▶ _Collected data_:
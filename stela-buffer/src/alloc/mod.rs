// Licensed to the Apache Software Foundation (ASF) under one
// or more contributor license agreements.  See the NOTICE file
// distributed with this work for additional information
// regarding copyright ownership.  The ASF licenses this file
// to you under the Apache License, Version 2.0 (the
// "License"); you may not use this file except in compliance
// with the License.  You may obtain a copy of the License at
//
//   http://www.apache.org/licenses/LICENSE-2.0
//
// Unless required by applicable law or agreed to in writing,
// software distributed under the License is distributed on an
// "AS IS" BASIS, WITHOUT WARRANTIES OR CONDITIONS OF ANY
// KIND, either express or implied.  See the License for the
// specific language governing permissions and limitations
// under the License.

//! Defines the low-level [`Allocation`] API for shared memory regions

use std::fmt::{Debug, Formatter};
use std::panic::RefUnwindSafe;
use std::sync::Arc;

use crate::pool::MemoryPool;

/// The alignment, in bytes, of every pool allocation.
///
/// Cache-line alignment keeps typed views over buffers valid for every
/// fixed-width value kind.
pub const ALIGNMENT: usize = 64;

/// The owner of an externally allocated region.
///
/// The implementation is responsible for releasing the region once no
/// more references exist; a memory-mapped file is the canonical example.
pub trait Allocation: RefUnwindSafe + Send + Sync {}

impl<T: RefUnwindSafe + Send + Sync> Allocation for T {}

/// Mode of deallocating memory regions
pub(crate) enum Deallocation {
    /// A region obtained from a [`MemoryPool`]; freed back to the pool
    /// with its full capacity when the last reference drops
    Pool {
        pool: Arc<dyn MemoryPool>,
        capacity: usize,
    },
    /// A weak view into a region owned elsewhere. The owner is kept
    /// alive by the `Arc` and performs the release; we never free it.
    /// The second element is the viewed size, tracked for reporting.
    External(Arc<dyn Allocation>, usize),
}

impl Debug for Deallocation {
    fn fmt(&self, f: &mut Formatter<'_>) -> std::fmt::Result {
        match self {
            Deallocation::Pool { capacity, .. } => {
                write!(f, "Deallocation::Pool {{ capacity: {capacity} }}")
            }
            Deallocation::External(_, size) => {
                write!(f, "Deallocation::External {{ size: {size} }}")
            }
        }
    }
}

▶ _To do_: Word for word, retype each record.

▶ _Result of this task_:
filename stela-buffer/src/alloc/mod.rs
// Licensed to the Apache Software Foundation (ASF) under one
// or more contributor license agreements.  See the NOTICE file
// distributed with this work for additional information
// regarding copyright ownership.  The ASF licenses this file
// to you under the Apache License, Version 2.0 (the
// "License"); you may not use this file except in compliance
// with the License.  You may obtain a copy of the License at
//
//   http://www.apache.org/licenses/LICENSE-2.0
//
// Unless required by applicable law or agreed to in writing,
// software distributed under the License is distributed on an
// "AS IS" BASIS, WITHOUT WARRANTIES OR CONDITIONS OF ANY
// KIND, either express or implied.  See the License for the
// specific language governing permissions and limitations
// under the License.

//! Defines the low-level [`Allocation`] API for shared memory regions

use std::fmt::{Debug, Formatter};
use std::panic::RefUnwindSafe;
use std::sync::Arc;

use crate::pool::MemoryPool;

/// The alignment, in bytes, of every pool allocation.
///
/// Cache-line alignment keeps typed views over buffers valid for every
/// fixed-width value kind.
pub const ALIGNMENT: usize = 64;

/// The owner of an externally allocated region.
///
/// The implementation is responsible for releasing the region once no
/// more references exist; a memory-mapped file is the canonical example.
pub trait Allocation: RefUnwindSafe + Send + Sync {}

impl<T: RefUnwindSafe + Send + Sync> Allocation for T {}

/// Mode of deallocating memory regions
pub(crate) enum Deallocation {
    /// A region obtained from a [`MemoryPool`]; freed back to the pool
    /// with its full capacity when the last reference drops
    Pool {
        pool: Arc<dyn MemoryPool>,
        capacity: usize,
    },
    /// A weak view into a region owned elsewhere. The owner is kept
    /// alive by the `Arc` and performs the release; we never free it.
    /// The second element is the viewed size, tracked for reporting.
    External(Arc<dyn Allocation>, usize),
}

impl Debug for Deallocation {
    fn fmt(&self, f: &mut Formatter<'_>) -> std::fmt::Result {
        match self {
            Deallocation::Pool { capacity, .. } => {
                write!(f, "Deallocation::Pool {{ capacity: {capacity} }}")
            }
            Deallocation::External(_, size) => {
                write!(f, "Deallocation::External {{ size: {size} }}")
            }
        }
    }
}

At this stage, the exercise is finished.